For customers, “their big question has always been, ‘Well, will SunGard’s new release work with the old release that we’ve got of Blackboard, or vice versa?’” said Fred Weiss, senior vice president for product strategy at SunGard. “We will provide utmost clarity to our customers, and be working collaboratively with each other to make sure that customers are aware exactly what our plans are.”

It’s a friendly move for two companies that have largely kept away from each other’s turf, with Blackboard dominating on the course-management side and SunGard focusing on administrative software for student records and other tasks.

Blackboard’s recently resolved patent lawsuit against a course-management rival, Desire2Learn, could be seen as a move to scare off SunGard from crossing that line by acquiring Desire2Learn to compete with Blackboard, said Trace A. Urdan, a senior research analyst who tracks the education industry for Signal Hill, an investment bank.
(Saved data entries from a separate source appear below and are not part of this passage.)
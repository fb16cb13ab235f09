//! Shared motion integration and proximity detonation scan.
//!
//! Every moving entity runs [`advance`] once per tick:
//!
//! 1. `acceleration = thrust / 10 - speed * drag`
//! 2. `speed += acceleration` (per tick, not scaled by `dt`)
//! 3. `position += heading_vector(heading) * speed * dt`
//! 4. if still a live explosive, scan the other live explosives for one
//!    strictly closer than the detonation radius
//!
//! The first match in ID order produces a [`Command::Detonate`]. Applying it
//! is the detonation resolver's job.

use glam::Vec2;

use crate::behavior::TickContext;
use crate::entity::{EntityId, Kinematics};
use crate::math::{distance, heading_vector};
use crate::output::{Command, Output};
use crate::world_view::WorldView;

/// Thrust is divided by this before it becomes acceleration.
pub const THRUST_SCALE: f32 = 10.0;

/// Integrates one tick of motion without scanning.
pub fn integrate(kinematics: &mut Kinematics, dt: f32, drag: f32) {
    kinematics.acceleration = kinematics.thrust / THRUST_SCALE - kinematics.speed * drag;
    kinematics.speed += kinematics.acceleration;
    kinematics.position += heading_vector(kinematics.heading) * kinematics.speed * dt;
}

/// Finds the first live explosive within `radius` of `position`.
///
/// Returns `None` when `kinematics` itself cannot detonate.
#[must_use]
pub fn scan_for_contact(
    kinematics: &Kinematics,
    view: &WorldView<'_>,
    radius: f32,
) -> Option<(EntityId, Vec2)> {
    if !kinematics.is_live_explosive() {
        return None;
    }
    view.others()
        .find(|other| {
            other.kinematics().is_live_explosive()
                && distance(kinematics.position, other.position()) < radius
        })
        .map(|other| (other.id(), kinematics.position))
}

/// Integrates motion and scans for a detonation.
pub fn advance(id: EntityId, kinematics: &mut Kinematics, ctx: &TickContext<'_>) -> Vec<Output> {
    integrate(kinematics, ctx.dt, ctx.config.drag_coefficient);
    scan_for_contact(kinematics, &ctx.view, ctx.config.detonation_radius)
        .map(|(other, at)| {
            Output::Command(Command::Detonate {
                source: id,
                other,
                at,
            })
        })
        .into_iter()
        .collect()
}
But, Mr. Urdan said, the only really big opportunity left for Blackboard to expand in its core market would be if the company decided to cross into administrative software.

In that context, this was Mr. Urdan’s take on the partnership announced Tuesday: “I don’t know that you go through all of this if you’re just about to upset the apple cart by launching some kind of rival thing. Now whether it suggests that the two companies could come together at some point—whether this is a little bit of flirtation that could lead to an actual combination—I don’t know.”

Critics have accused Blackboard of running roughshod over clients, and the company has developed a reputation for pushiness, for doing things its way, for gobbling up competitors. “They’re kind of seen as like the Darth Vader of the postsecondary IT world,” Mr. Urdan said.

“Part of the catalyst for the integration is likely the fact that Blackboard is working hard to improve its image,” he said. “While this is something that probably could have happened, and maybe should have happened, five years ago, the fact is that they’re clearly trying to become more responsive to what their customers want.”

This week’s news follows a somewhat similar tactic announced recently by Datatel Inc., one of SunGard’s business-software competitors. Datatel formed a partnership with Moodlerooms Inc., which sells services for Moodle, an open-source course-management system. The idea is to offer colleges the opportunity to combine their administrative and learning software.